A França e a Itália estão na mesma situação e, acrescenta Alunia, com déficits orçamentários que não estão sendo usados para aumentar os investimentos e gerar empregos, já passando, em média, de 9% da população ativa.

Os países que saíram da influência soviética e entraram agora no bloco, surpreendem, estão indo bem. A UE prevê 4,4% para a Polônia, 3,9% para a Hungria e 6,4% para Letônia, 6,4%. Mas são economias pequenas que saíram do quase zero de crescimento sob o império soviético.

ÁSIA NÃO TEME A CRISE

O relatório do Banco da Ásia para o Desenvolvimento estima que o PIB da região, sem o Japão, crescerá, em média, entre 6,5,% e 6,9% neste não, mas nos dois próximos também. E se houver uma retração nos EUA e em outros países desenvolvidos? O economista-chefe do banco, Ifzal Ali, responde: 'Mesmo que a economia mundial cresça num ritmo menor, moderado, nos próximos três anos o desenvolvimento asiático será mantido dentro das nossas previsões.' E o extraordinário fluxo de investimentos externos também será sustentável?

'Os investimentos que estão crescendo 30% deverão ser mantidos porque esta será a região mais atraente para os investidores.' Além dos canais abertos para eles, que desde o ano 2000 já investiram US$ 660 bilhões, acrescenta, há um fato novo, um forte crescimento da demanda interna dos países asiáticos.

Outro fator decisivo que ele aponta é a estabilidade do sistema monetário. Os investidores que aplicaram na Ásia, principalmente na China, não serão pegos de surpresa com alterações bruscas do câmbio, que afetaria , como no Brasil, a rentabilidade. Além disso, a instabilidade afasta investidores, que estão indo buscar os caminhos mais confiáveis na Ásia.

O banco trabalha com a hipótese de um PIB de 8,5% para a China, onde há uma imensa populaçãoainda fora do mercado. Ele não prevê, mas não afasta também uma expansão chinesa da ordem de 9% neste ano, e até mais. 'Ela está mostrando sinais de desaquecimento, mas o comércio inter-regional tem estado extraordinariamente ativo', diz o banco.

EUA, OS OUTROS E OS RISCOS

Neste cenário de otimismo em meio a tanta incerteza, o que os analistas do Banco da Ásia para o Desenvolvimento prevêem para os EUA e outros países? Eles estimam que os países industrializados, incluindo os EUA, deverão manter um crescimento médio de 3,5% até 2006.

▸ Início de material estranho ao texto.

//! Storage layout and TTL-aware accessors for the lending pool.

use protocol_common::constants::{
    INSTANCE_BUMP_AMOUNT, INSTANCE_LIFETIME_THRESHOLD, PERSISTENT_BUMP_AMOUNT,
    PERSISTENT_LIFETIME_THRESHOLD, RATE_PRECISION,
};
use soroban_sdk::{contracttype, Address, Env};

#[derive(Clone)]
#[contracttype]
pub enum DataKey {
    Admin,
    SxlmToken,
    NativeToken,
    CollateralFactorBps,
    LiquidationThresholdBps,
    BorrowRateBps,
    LiquidationBonusBps,
    CloseFactorBps,
    ExchangeRate,
    TotalCollateral,
    TotalBorrowed,
    TotalAccruedInterest,
    PoolBalance,
    Accumulator,
    LastAccrualLedger,
    Position(Address),
}

/// Per-account collateral and debt.
///
/// `principal` is the debt at the accumulator value recorded in
/// `borrow_index`; the amount currently owed is
/// `principal * accumulator / borrow_index`.
#[derive(Clone)]
#[contracttype]
pub struct Position {
    pub sxlm_collateral: i128,
    pub principal: i128,
    pub borrow_index: i128,
    pub last_update_ledger: u32,
}

pub fn extend_instance(env: &Env) {
    env.storage()
        .instance()
        .extend_ttl(INSTANCE_LIFETIME_THRESHOLD, INSTANCE_BUMP_AMOUNT);
}

pub fn is_initialized(env: &Env) -> bool {
    env.storage().instance().has(&DataKey::Admin)
}

pub fn read_admin(env: &Env) -> Address {
    env.storage().instance().get(&DataKey::Admin).unwrap()
}

pub fn read_sxlm_token(env: &Env) -> Address {
    env.storage().instance().get(&DataKey::SxlmToken).unwrap()
}

pub fn read_native_token(env: &Env) -> Address {
    env.storage().instance().get(&DataKey::NativeToken).unwrap()
}

pub fn read_i128(env: &Env, key: &DataKey) -> i128 {
    env.storage().instance().get(key).unwrap_or(0)
}

pub fn write_i128(env: &Env, key: &DataKey, val: i128) {
    env.storage().instance().set(key, &val);
}

pub fn read_u32(env: &Env, key: &DataKey, default: u32) -> u32 {
    env.storage().instance().get(key).unwrap_or(default)
}

pub fn read_exchange_rate(env: &Env) -> i128 {
    env.storage()
        .instance()
        .get(&DataKey::ExchangeRate)
        .unwrap_or(RATE_PRECISION)
}

pub fn read_accumulator(env: &Env) -> i128 {
    env.storage()
        .instance()
        .get(&DataKey::Accumulator)
        .unwrap_or(RATE_PRECISION)
}

pub fn read_position(env: &Env, user: &Address) -> Option<Position> {
    let key = DataKey::Position(user.clone());
    let position: Option<Position> = env.storage().persistent().get(&key);
    if position.is_some() {
        env.storage().persistent().extend_ttl(
            &key,
            PERSISTENT_LIFETIME_THRESHOLD,
            PERSISTENT_BUMP_AMOUNT,
        );
    }
    position
}

/// Write a position; empty positions are removed instead of stored.
pub fn write_position(env: &Env, user: &Address, position: &Position) {
    let key = DataKey::Position(user.clone());
    if position.sxlm_collateral == 0 && position.principal == 0 {
        env.storage().persistent().remove(&key);
    } else {
        env.storage().persistent().set(&key, position);
        env.storage().persistent().extend_ttl(
            &key,
            PERSISTENT_LIFETIME_THRESHOLD,
            PERSISTENT_BUMP_AMOUNT,
        );
    }
}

Mas, no final do relatório, eles revelam cautela. 'Há, no radar, o risco de uma disrupção no sistema financeiro global provocada pelo crescente desequilíbrio externo das contas dos EUA, mas o momento e o impacto decorrente são ainda incertos.' Mesmo assim, a Ásia seria a menos atingida.

'Os governos asiáticos detêm hoje reservas cambiais da ordem de US$ 1,6 trilhão, uma larga proporção em títulos americanos.' Preocupa? Sim, menos, porém que uma nova explosão dos preços do petróleo e mais ataques terroristas. Muitos poderão discordar do otimismo, outros dirão que há irresponsabilidade nas projeções, mas ninguém pode negar que até agora eles acertaram.